* [REQUIRED WORK]: Below is a listing. Output every line of it exactly.
====
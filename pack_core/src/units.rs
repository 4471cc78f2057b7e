//! # Unit Types
//!
//! Lightweight newtype wrappers for the SI quantities the engine moves between
//! material records (Pa), stress estimates (MPa) and the transport trace
//! (g, N). They serialize as bare numbers.
//!
//! ## Example
//!
//! ```rust
//! use pack_core::units::{Megapascals, Pascals};
//!
//! let yield_strength = Pascals(30e6);
//! let mpa: Megapascals = yield_strength.into();
//! assert_eq!(mpa.0, 30.0);
//! ```

use serde::{Deserialize, Serialize};

/// Standard gravity used throughout the engine (m/s²)
pub const STANDARD_GRAVITY: f64 = 9.81;

// ============================================================================
// Stress Units
// ============================================================================

/// Stress in pascals
#[derive(Debug, Clone, Copy, PartialEq, PartialOrd, Default, Serialize, Deserialize)]
#[serde(transparent)]
pub struct Pascals(pub f64);

/// Stress in megapascals
#[derive(Debug, Clone, Copy, PartialEq, PartialOrd, Default, Serialize, Deserialize)]
#[serde(transparent)]
pub struct Megapascals(pub f64);

impl From<Pascals> for Megapascals {
    fn from(pa: Pascals) -> Self {
        Megapascals(pa.0 / 1e6)
    }
}

impl From<Megapascals> for Pascals {
    fn from(mpa: Megapascals) -> Self {
        Pascals(mpa.0 * 1e6)
    }
}

// ============================================================================
// Acceleration / Force Units
// ============================================================================

/// Acceleration in multiples of standard gravity
#[derive(Debug, Clone, Copy, PartialEq, PartialOrd, Default, Serialize, Deserialize)]
#[serde(transparent)]
pub struct GForce(pub f64);

/// Force in newtons
#[derive(Debug, Clone, Copy, PartialEq, PartialOrd, Default, Serialize, Deserialize)]
#[serde(transparent)]
pub struct Newtons(pub f64);

impl GForce {
    /// Force on a reference mass in kilograms
    pub fn force_on(self, mass_kg: f64) -> Newtons {
        Newtons(self.0 * STANDARD_GRAVITY * mass_kg)
    }
}

impl Megapascals {
    /// Get the raw f64 value
    pub fn value(self) -> f64 {
        self.0
    }
}

#[cfg(test)]
mod tests {
    use super::*;
    use approx::assert_relative_eq;

    #[test]
    fn test_pascals_to_megapascals() {
        let mpa: Megapascals = Pascals(55e6).into();
        assert_relative_eq!(mpa.0, 55.0);
        let back: Pascals = mpa.into();
        assert_relative_eq!(back.0, 55e6);
    }

    #[test]
    fn test_gforce_on_unit_mass() {
        assert_relative_eq!(GForce(1.0).force_on(1.0).0, STANDARD_GRAVITY);
        assert_relative_eq!(GForce(2.5).force_on(2.0).0, 5.0 * STANDARD_GRAVITY);
    }

    #[test]
    fn test_megapascals_value() {
        let mpa: Megapascals = Pascals(1.15e6).into();
        assert_relative_eq!(mpa.value(), 1.15);
    }

    #[test]
    fn test_serialization() {
        let json = serde_json::to_string(&Megapascals(14.5)).unwrap();
        assert_eq!(json, "14.5");
    }
}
====
* [RESULT FOR THIS EXERCISE]:
filename pack_core/src/units.rs
repository 4471cc78f2057b7e
//! # Unit Types
//!
//! Lightweight newtype wrappers for the SI quantities the engine moves between
//! material records (Pa), stress estimates (MPa) and the transport trace
//! (g, N). They serialize as bare numbers.
//!
//! ## Example
//!
//! ```rust
//! use pack_core::units::{Megapascals, Pascals};
//!
//! let yield_strength = Pascals(30e6);
//! let mpa: Megapascals = yield_strength.into();
//! assert_eq!(mpa.0, 30.0);
//! ```

use serde::{Deserialize, Serialize};

/// Standard gravity used throughout the engine (m/s²)
pub const STANDARD_GRAVITY: f64 = 9.81;

// ============================================================================
// Stress Units
// ============================================================================

/// Stress in pascals
#[derive(Debug, Clone, Copy, PartialEq, PartialOrd, Default, Serialize, Deserialize)]
#[serde(transparent)]
pub struct Pascals(pub f64);

/// Stress in megapascals
#[derive(Debug, Clone, Copy, PartialEq, PartialOrd, Default, Serialize, Deserialize)]
#[serde(transparent)]
pub struct Megapascals(pub f64);

impl From<Pascals> for Megapascals {
    fn from(pa: Pascals) -> Self {
        Megapascals(pa.0 / 1e6)
    }
}

impl From<Megapascals> for Pascals {
    fn from(mpa: Megapascals) -> Self {
        Pascals(mpa.0 * 1e6)
    }
}

// ============================================================================
// Acceleration / Force Units
// ============================================================================

/// Acceleration in multiples of standard gravity
#[derive(Debug, Clone, Copy, PartialEq, PartialOrd, Default, Serialize, Deserialize)]
#[serde(transparent)]
pub struct GForce(pub f64);

/// Force in newtons
#[derive(Debug, Clone, Copy, PartialEq, PartialOrd, Default, Serialize, Deserialize)]
#[serde(transparent)]
pub struct Newtons(pub f64);

impl GForce {
    /// Force on a reference mass in kilograms
    pub fn force_on(self, mass_kg: f64) -> Newtons {
        Newtons(self.0 * STANDARD_GRAVITY * mass_kg)
    }
}

impl Megapascals {
    /// Get the raw f64 value
    pub fn value(self) -> f64 {
        self.0
    }
}

#[cfg(test)]
mod tests {
    use super::*;
    use approx::assert_relative_eq;

    #[test]
    fn test_pascals_to_megapascals() {
        let mpa: Megapascals = Pascals(55e6).into();
        assert_relative_eq!(mpa.0, 55.0);
        let back: Pascals = mpa.into();
        assert_relative_eq!(back.0, 55e6);
    }

    #[test]
    fn test_gforce_on_unit_mass() {
        assert_relative_eq!(GForce(1.0).force_on(1.0).0, STANDARD_GRAVITY);
        assert_relative_eq!(GForce(2.5).force_on(2.0).0, 5.0 * STANDARD_GRAVITY);
    }

    #[test]
    fn test_megapascals_value() {
        let mpa: Megapascals = Pascals(1.15e6).into();
        assert_relative_eq!(mpa.value(), 1.15);
    }

    #[test]
    fn test_serialization() {
        let json = serde_json::to_string(&Megapascals(14.5)).unwrap();
        assert_eq!(json, "14.5");
    }
}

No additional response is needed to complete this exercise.